Con il ripetersi delle dosi di richiamo, si osserva una progressiva compromissione del sistema immunitario ed a un progressivo incremento dei casi di VZV acuiti da una tipica patologia di accompagnamento del farmaco genico: la neuropatia delle piccole fibre, che colpisce circa il 40% dei soggetti trattati.

“Come detto in precedenza, il profarmaco genico anti Covid-19 si associa, specialmente dopo tre dosi, ad una alterazione del sistema immunitario valutabile mediante il pannello MIT. Tali alterazioni, specialmente in soggetti di giovane età, si riscontra, secondo la mia personale esperienza clinica, in circa il 75% dei casi. In tali casi, si può rilevare una riduzione di alcune sottopopolazioni linfocitarie, del rapporto CD4/CD8 e degli NK. Nello stesso pannello, la sierologia per herpes virus può dimostrare la riattivazione di alcune infezioni con alto titolo delle IgG specifiche (ad es, EBV e CMV, virus cardiotropi che possono associarsi a casi di miopericardite), incluso il VZV. Non vi è attualmente nessun allarme epidemiologico riguardante l’mpox; sarebbe auspicabile, da parte della classe medica, una maggiore attenzione nella valutazione dello status immunologico dei soggetti che hanno ricevuto il profarmaco genico, al fine di formulare una diagnosi corretta effettuando follow-up sistematici. La clinica è chiara e, nella sua concezione empirica, deve essere aperta al confronto nell’interesse del paziente e non essere strumento per applicare la strategia della paura al servizio dell’ideologia dogmatica”.

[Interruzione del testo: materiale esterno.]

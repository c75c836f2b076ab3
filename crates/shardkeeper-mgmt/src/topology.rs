//! Values derived from router and replica-set queries.
//!
//! Everything here is a snapshot owned by the caller for the duration of one
//! pass. Nothing is cached across invocations.

use serde::{Deserialize, Serialize};
use std::collections::{BTreeMap, BTreeSet};

/// Databases the router keeps for itself; never considered for primary-shard checks.
const INTERNAL_DATABASES: [&str; 3] = ["admin", "config", "local"];

/// A shard as the coordinator wants it to exist in the cluster.
#[derive(Debug, Clone, PartialEq, Eq, Serialize, Deserialize)]
pub struct ShardIdentity {
    pub name: String,
    pub hosts: BTreeSet<String>,
    pub port: u16,
}

impl ShardIdentity {
    pub fn new(name: impl Into<String>, hosts: impl IntoIterator<Item = String>, port: u16) -> Self {
        Self {
            name: name.into(),
            hosts: hosts.into_iter().collect(),
            port,
        }
    }

    /// A shard without hosts has not published its addresses yet.
    pub fn is_ready(&self) -> bool {
        !self.hosts.is_empty()
    }

    /// Connection string accepted by the add-shard command: `name/h1:port,h2:port`.
    pub fn host_spec(&self) -> String {
        let hosts: Vec<String> = self
            .hosts
            .iter()
            .map(|h| format!("{}:{}", h, self.port))
            .collect();
        format!("{}/{}", self.name, hosts.join(","))
    }
}

/// One entry of the router's shard list.
#[derive(Debug, Clone, PartialEq, Eq, Serialize, Deserialize)]
pub struct ShardEntry {
    pub id: String,
    /// `replset/host:port,host:port` as reported by the router.
    pub host: String,
    #[serde(default, skip_serializing_if = "Option::is_none")]
    pub draining: Option<bool>,
}

impl ShardEntry {
    /// Shard name carried in the host string, e.g. `shard03` for
    /// `shard03/host7:27018,host8:27018`.
    pub fn name_from_host(&self) -> &str {
        shard_name_from_host(&self.host)
    }

    pub fn is_draining(&self) -> bool {
        self.draining.unwrap_or(false)
    }
}

/// Strips the host list from a router host string.
pub fn shard_name_from_host(host: &str) -> &str {
    host.split('/').next().unwrap_or(host)
}

/// Reply of the list-shards command.
#[derive(Debug, Clone, Default, PartialEq, Eq, Serialize, Deserialize)]
pub struct ShardList {
    pub shards: Vec<ShardEntry>,
}

impl ShardList {
    pub fn names(&self) -> BTreeSet<String> {
        self.shards
            .iter()
            .map(|s| s.name_from_host().to_string())
            .collect()
    }

    pub fn get(&self, shard_name: &str) -> Option<&ShardEntry> {
        self.shards.iter().find(|s| s.id == shard_name)
    }

    /// True when any shard except `ignore_shard` is draining.
    pub fn any_draining_except(&self, ignore_shard: &str) -> bool {
        self.shards
            .iter()
            .any(|s| s.id != ignore_shard && s.is_draining())
    }
}

/// Draining flag of a single shard. `None` means the shard was never marked for removal.
#[derive(Debug, Clone, PartialEq, Eq, Serialize, Deserialize)]
pub struct DrainState {
    pub name: String,
    pub draining: Option<bool>,
}

/// A database as recorded in the router's catalogue.
#[derive(Debug, Clone, PartialEq, Eq, Serialize, Deserialize)]
pub struct DatabaseInfo {
    pub name: String,
    /// Shard holding the database's unsharded collections.
    pub primary: String,
    #[serde(default)]
    pub partitioned: bool,
}

/// The router's live membership view for one pass.
#[derive(Debug, Clone, Default, PartialEq, Eq)]
pub struct ClusterMembership {
    pub shards: BTreeSet<String>,
    pub primary_shards: BTreeSet<String>,
}

impl ClusterMembership {
    pub fn from_router(list: &ShardList, databases: &[DatabaseInfo]) -> Self {
        Self {
            shards: list.names(),
            primary_shards: primary_shards(databases),
        }
    }

    pub fn is_primary_shard(&self, shard_name: &str) -> bool {
        self.primary_shards.contains(shard_name)
    }
}

/// Shards that are primary for at least one user database.
pub fn primary_shards(databases: &[DatabaseInfo]) -> BTreeSet<String> {
    databases
        .iter()
        .filter(|db| !INTERNAL_DATABASES.contains(&db.name.as_str()))
        .map(|db| db.primary.clone())
        .collect()
}

/// Reply of the remove-shard command.
#[derive(Debug, Clone, Default, PartialEq, Eq, Serialize, Deserialize)]
pub struct RemovalInfo {
    pub state: String,
    #[serde(default)]
    pub remaining_chunks: Option<u64>,
    #[serde(default)]
    pub dbs_to_move: Vec<String>,
}

impl RemovalInfo {
    pub fn remaining_display(&self) -> String {
        self.remaining_chunks
            .map(|c| c.to_string())
            .unwrap_or_else(|| "None".to_string())
    }

    pub fn dbs_display(&self) -> String {
        if self.dbs_to_move.is_empty() {
            "None".to_string()
        } else {
            self.dbs_to_move.join(",")
        }
    }
}

#[derive(Debug, Clone, Copy, PartialEq, Eq, Serialize, Deserialize)]
#[serde(rename_all = "SCREAMING_SNAKE_CASE")]
pub enum MemberState {
    Primary,
    Secondary,
    Startup,
    Startup2,
    Recovering,
    Rollback,
    Arbiter,
    Down,
    Unknown,
}

impl MemberState {
    pub fn is_syncing(&self) -> bool {
        matches!(
            self,
            MemberState::Startup | MemberState::Startup2 | MemberState::Recovering | MemberState::Rollback
        )
    }
}

/// One replica-set member as reported by the replica-set status command.
#[derive(Debug, Clone, PartialEq, Eq, Serialize, Deserialize)]
pub struct MemberStatus {
    /// `host:port`.
    pub name: String,
    pub state: MemberState,
    /// 1 when reachable from the answering member.
    pub health: u8,
}

impl MemberStatus {
    pub fn host(&self) -> &str {
        self.name.rsplit_once(':').map(|(h, _)| h).unwrap_or(&self.name)
    }

    pub fn is_reachable(&self) -> bool {
        self.health == 1 && self.state != MemberState::Down
    }
}

#[derive(Debug, Clone, Default, PartialEq, Eq, Serialize, Deserialize)]
pub struct ReplicaSetStatus {
    pub members: Vec<MemberStatus>,
}

impl ReplicaSetStatus {
    /// Host of the current primary, if one is elected.
    pub fn primary_host(&self) -> Option<&str> {
        self.members
            .iter()
            .find(|m| m.state == MemberState::Primary)
            .map(MemberStatus::host)
    }
}

/// A unit of the local replica set, as known from peer identity storage.
#[derive(Debug, Clone, PartialEq, Eq, Hash, Serialize, Deserialize)]
pub struct ClusterMember {
    pub id: u32,
    pub host: String,
}

impl ClusterMember {
    pub fn new(id: u32, host: impl Into<String>) -> Self {
        Self {
            id,
            host: host.into(),
        }
    }
}

/// Identifier of the relation a shard joined through.
pub type RelationId = u32;

/// A shard application related to the config-server, with its units' addresses.
#[derive(Debug, Clone, PartialEq, Eq, Serialize, Deserialize)]
pub struct ShardRelation {
    pub id: RelationId,
    /// Application name; doubles as the shard name.
    pub app_name: String,
    /// Private addresses of the units; `None` until a unit has published one.
    pub unit_addresses: Vec<Option<String>>,
}

/// Desired shard membership built from active relations, skipping a departing one.
pub fn desired_shards(
    relations: &[ShardRelation],
    excluding: Option<RelationId>,
    port: u16,
) -> BTreeMap<String, ShardIdentity> {
    relations
        .iter()
        .filter(|r| Some(r.id) != excluding)
        .map(|r| {
            let hosts = r.unit_addresses.iter().flatten().cloned();
            (r.app_name.clone(), ShardIdentity::new(r.app_name.clone(), hosts, port))
        })
        .collect()
}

“La espressione clinica del VZV e dell’mpox è molto simile e una sierologia specifica per VZV (con incremento significativo delle IgG specifiche) insieme con una corretta diagnosi differenziale con l’mpox la cui diagnosi specifica richiede la identificazione, mediante PCR del DNA specifico del poxvirus e tale metodica non è disponibile nella maggior parte degli ospedali (ad eccezione di quelli ad alta specializzazione per le malattie infettive). L’associazione tra VZV e vaccinazione a mRNA contro il Covid-19 è stata dimostrata con la identificazione della spike vaccinale, mediante esame immunoistochinico, all’interno delle vescicole erpetiche (v. Yamamoto et al. , J. Cutan Immunol Allergy, 2022) ed era ben nota, anche prima della pandemia, la possibile riattivazione di infezioni erpetiche successiva a vaccinazione (v. Kost et al, NEJM 1996)”

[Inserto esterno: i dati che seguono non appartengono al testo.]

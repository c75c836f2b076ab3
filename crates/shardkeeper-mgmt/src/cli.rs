use anyhow::{Context, Result};
use clap::{Parser, Subcommand};
use serde::Serialize;
use std::collections::BTreeSet;
use std::path::{Path, PathBuf};

use crate::config::CoordinatorConfig;
use crate::peer::InMemoryPeerStore;
use crate::reconciler::{plan_shards, PassVerdict, ShardSetReconciler};
use crate::retry::RecordingSleeper;
use crate::role::{Authority, ClusterRole, ConfigServerRole, Mutation};
use crate::sim::SimScenario;
use crate::status::StatusReporter;
use crate::topology::{desired_shards, ClusterMember, ReplicaSetStatus, ShardList, ShardRelation};
use crate::upgrade::{order_members, Collaborators, UpgradeCoordinator};

#[derive(Parser)]
#[command(name = "sk-mgmt")]
#[command(about = "Shard membership and rolling upgrade coordinator", long_about = None)]
pub struct Cli {
    /// Coordinator configuration (.toml or .json).
    #[arg(short, long, env = "SK_CONFIG")]
    pub config: Option<PathBuf>,

    #[command(subcommand)]
    pub command: Command,
}

#[derive(Subcommand)]
pub enum Command {
    /// Diff related shards against the router's shard list.
    ShardPlan {
        /// JSON list of shard relations.
        #[arg(long)]
        relations: PathBuf,
        /// JSON reply of the list-shards command.
        #[arg(long)]
        live: PathBuf,
        /// Relation being torn down.
        #[arg(long)]
        exclude: Option<u32>,
    },
    /// Print the upgrade order of a replica set.
    UpgradeOrder {
        /// JSON list of members ({"id", "host"}).
        #[arg(long)]
        members: PathBuf,
        /// JSON reply of the replica-set status command.
        #[arg(long)]
        status: PathBuf,
    },
    /// Run a reconciliation pass and an upgrade campaign against a simulated cluster.
    Simulate {
        scenario: PathBuf,
        #[arg(long)]
        exclude: Option<u32>,
    },
    ShowConfig,
}

#[derive(Debug, Serialize)]
struct SimulationReport {
    verdict: String,
    shards: BTreeSet<String>,
    upgraded: Vec<u32>,
    upgrade_error: Option<String>,
}

fn read_json<T: serde::de::DeserializeOwned>(path: &Path) -> Result<T> {
    let contents = std::fs::read_to_string(path)
        .with_context(|| format!("failed to read {}", path.display()))?;
    serde_json::from_str(&contents).with_context(|| format!("failed to parse {}", path.display()))
}

impl Cli {
    pub fn load_config(&self) -> Result<CoordinatorConfig> {
        match &self.config {
            Some(path) => CoordinatorConfig::from_file(path),
            None => Ok(CoordinatorConfig::default()),
        }
    }

    pub async fn run(self) -> Result<()> {
        let config = self.load_config()?;
        match &self.command {
            Command::ShardPlan {
                relations,
                live,
                exclude,
            } => self.shard_plan(&config, relations, live, *exclude),
            Command::UpgradeOrder { members, status } => self.upgrade_order(members, status),
            Command::Simulate { scenario, exclude } => self.simulate(&config, scenario, *exclude).await,
            Command::ShowConfig => {
                println!("{}", toml::to_string_pretty(&config)?);
                Ok(())
            }
        }
    }

    fn shard_plan(
        &self,
        config: &CoordinatorConfig,
        relations: &Path,
        live: &Path,
        exclude: Option<u32>,
    ) -> Result<()> {
        let relations: Vec<ShardRelation> = read_json(relations)?;
        let live: ShardList = read_json(live)?;
        let desired = desired_shards(&relations, exclude, config.shard_port);
        let plan = plan_shards(&desired, &live.names());
        println!("{}", serde_json::to_string_pretty(&plan)?);
        Ok(())
    }

    fn upgrade_order(&self, members: &Path, status: &Path) -> Result<()> {
        let members: Vec<ClusterMember> = read_json(members)?;
        let status: ReplicaSetStatus = read_json(status)?;
        let primary = status.primary_host();
        if primary.is_none() {
            tracing::warn!("No primary in replica-set status, order is by member id only");
        }
        let order = order_members(&members, primary);
        println!("{}", serde_json::to_string(&order)?);
        Ok(())
    }

    async fn simulate(
        &self,
        config: &CoordinatorConfig,
        scenario: &Path,
        exclude: Option<u32>,
    ) -> Result<()> {
        let scenario: SimScenario = read_json(scenario)?;
        let cluster = scenario.build();
        let status = StatusReporter::default();
        let sleeper = RecordingSleeper::new();

        let config_server = ConfigServerRole {
            router_hosts: config.router_hosts.iter().cloned().collect(),
            shard_port: config.shard_port,
        };
        let reconciler = ShardSetReconciler::new(&config_server, &cluster, &status, Authority::Leader);
        let verdict = match reconciler.reconcile(&scenario.relations, exclude).await {
            PassVerdict::Done(changes) => format!("done: {}", serde_json::to_string(&changes)?),
            other => format!("{:?}", other),
        };

        let peers = InMemoryPeerStore::new();
        let role = ClusterRole::Replication;
        let deps = Collaborators {
            factory: &cluster,
            services: &cluster,
            peers: &peers,
            status: &status,
        };
        let mut coordinator = UpgradeCoordinator::new(
            &role,
            scenario.members.clone(),
            deps,
            Authority::Leader,
            config.upgrade_settings(),
        )
        .with_sleeper(&sleeper);
        let (upgraded, upgrade_error) = match coordinator.run_campaign().await {
            Ok(Mutation::Applied(ids)) => (ids, None),
            Ok(Mutation::Unauthorized) => (Vec::new(), None),
            Err(e) => (Vec::new(), Some(e.to_string())),
        };

        let report = SimulationReport {
            verdict,
            shards: cluster.shard_names(),
            upgraded,
            upgrade_error,
        };
        println!("{}", serde_json::to_string_pretty(&report)?);
        Ok(())
    }
}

 Vi è da aggiungere che mpox è endemico in alcuni paesi africani (es. Congo), interessa particolari categorie di soggetti a rischio (sex workers) e, indipendentemente dalla vaccinazione, l’infezione è favorita dalla vulnerabilità immunologica associata alla denutrizione/malnutrizione. In tali contesti epidemiologici, VZV e mpox sono spesso associati (v. McNeil et al, CID,2009) e vi è un’associazione con l’HIV-1 fino al 60% dei casi (v. Bhunu et al, Appl.Math. Comput, 2012).”

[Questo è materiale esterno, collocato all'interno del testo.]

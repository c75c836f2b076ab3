//! Error types for shard membership and upgrade coordination.

use thiserror::Error;

/// Router error code returned when removing the final shard of a cluster.
pub const FORBIDDEN_REMOVAL_ERR_CODE: i32 = 20;

/// Errors raised while reconciling shards, watching drains or upgrading members.
#[derive(Debug, Error)]
pub enum CoordError {
    /// An administrative command failed on the router or a replica member.
    #[error("admin command `{command}` failed: {msg}")]
    AdminCommand {
        /// Command name as sent to the cluster.
        command: String,
        /// Server error code, when one was reported.
        code: Option<i32>,
        /// Error message from the server or the connection layer.
        msg: String,
    },

    /// The cluster is in a transient state; the operation should be retried later.
    #[error("not ready: {0}")]
    NotReady(String),

    /// The removal target is the primary shard for at least one database.
    #[error("cannot remove primary shard: {0}")]
    RemovePrimaryShard(String),

    /// The router refused to remove the last remaining shard.
    #[error("cannot remove last shard: {0}")]
    RemoveLastShard(String),

    /// The shard is still a cluster member after a remove command.
    #[error("shard not drained: {0}")]
    NotDrained(String),

    /// The shard is listed but was never marked for removal.
    #[error("shard not planned for removal: {0}")]
    ShardNotPlannedForRemoval(String),

    /// Gate failure before or after an upgrade step.
    #[error("{message}: {cause}")]
    ClusterNotReady {
        /// Summary of the failed gate.
        message: String,
        /// What made the gate fail.
        cause: String,
        /// Suggested operator action, if any.
        resolution: Option<String>,
    },

    /// No different primary appeared after a step-down.
    #[error("failed to elect a new primary after stepping down {old_primary}")]
    FailedToElectNewPrimary {
        /// Address of the primary that stepped down.
        old_primary: String,
    },

    /// The host-level service supervisor failed.
    #[error("service error during {action}: {msg}")]
    Service {
        /// The supervisor action (stop, install, restart, ...).
        action: String,
        /// Error message.
        msg: String,
    },

    /// The upgrade campaign is halted until an operator recovers it.
    #[error("upgrade campaign halted: member {member_id} failed")]
    CampaignHalted {
        /// Member that failed.
        member_id: u32,
    },

    /// Invalid configuration.
    #[error("configuration error: {0}")]
    Config(String),

    /// Peer data could not be encoded or decoded.
    #[error("serialization error")]
    Serialization(#[from] serde_json::Error),
}

/// Coarse classification used to decide between retrying, blocking and halting.
#[derive(Debug, Clone, Copy, PartialEq, Eq)]
pub enum ErrorClass {
    /// Retry later; nothing was lost.
    Retryable,
    /// Permanent until cluster state changes or an operator intervenes.
    SafetyViolation,
    /// Observed state disagrees with expectations; may be propagation delay.
    Inconsistent,
    /// Stops an upgrade campaign; manual rollback required.
    Fatal,
}

impl CoordError {
    /// Builds an [`CoordError::AdminCommand`] without an error code.
    pub fn admin(command: impl Into<String>, msg: impl Into<String>) -> Self {
        CoordError::AdminCommand {
            command: command.into(),
            code: None,
            msg: msg.into(),
        }
    }

    /// Builds an [`CoordError::AdminCommand`] carrying a server error code.
    pub fn admin_code(command: impl Into<String>, code: i32, msg: impl Into<String>) -> Self {
        CoordError::AdminCommand {
            command: command.into(),
            code: Some(code),
            msg: msg.into(),
        }
    }

    /// Server error code, if this is an admin command failure that carried one.
    pub fn code(&self) -> Option<i32> {
        match self {
            CoordError::AdminCommand { code, .. } => *code,
            _ => None,
        }
    }

    /// Classifies the error.
    pub fn class(&self) -> ErrorClass {
        match self {
            CoordError::AdminCommand { .. }
            | CoordError::NotReady(_)
            | CoordError::NotDrained(_) => ErrorClass::Retryable,
            CoordError::RemovePrimaryShard(_) | CoordError::RemoveLastShard(_) => {
                ErrorClass::SafetyViolation
            }
            CoordError::ShardNotPlannedForRemoval(_) | CoordError::Serialization(_) => {
                ErrorClass::Inconsistent
            }
            CoordError::ClusterNotReady { .. }
            | CoordError::FailedToElectNewPrimary { .. }
            | CoordError::Service { .. }
            | CoordError::CampaignHalted { .. }
            | CoordError::Config(_) => ErrorClass::Fatal,
        }
    }

    /// True when the caller may simply re-invoke the operation later.
    pub fn is_retryable(&self) -> bool {
        self.class() == ErrorClass::Retryable
    }
}

/// Result alias for coordination operations.
pub type Result<T> = std::result::Result<T, CoordError>;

Detto, o meglio, letto questo, se è vero che a pensar male si fa peccato è anche vero, però, che, spesso, a pensar male ci si azzecca e allora mi permetto di avanzare una ipotesi né peregrina ma nemmeno troppo fantasiosa: non è che, per caso, qui si sta tentando di prendere alcuni piccioni con una fava sola? Primo piccione: spargere il terrore per mantenere il controllo, spingere le vaccinazioni e le segregazioni. Secondo piccione: tirare l’ennesima volata a bigpharma. Terzo piccione: distogliere l’attenzione dagli effetti avversi del profarmaco genico, slatentizzazione del VZV, a una nuova pandemia, spacciando tali effetti avversi come infezione da vaiolo delle scimmie giocando sulle similitudini cliniche delle due affezioni. Cioè, si tace la verità sugli effetti avversi del profarmaco, negandola contro ogni evidenza, ma dato che tali effetti avversi ci sono e non si può dire che non ci sono perché sono evidenti, allora si arriva a tentare di costruire una situazione in cui si potrà dire che è il nuovo virus, la nuova pandemia, a causare i danni del vecchio vaccino senza doverli riconoscere come tali. Mica male no?!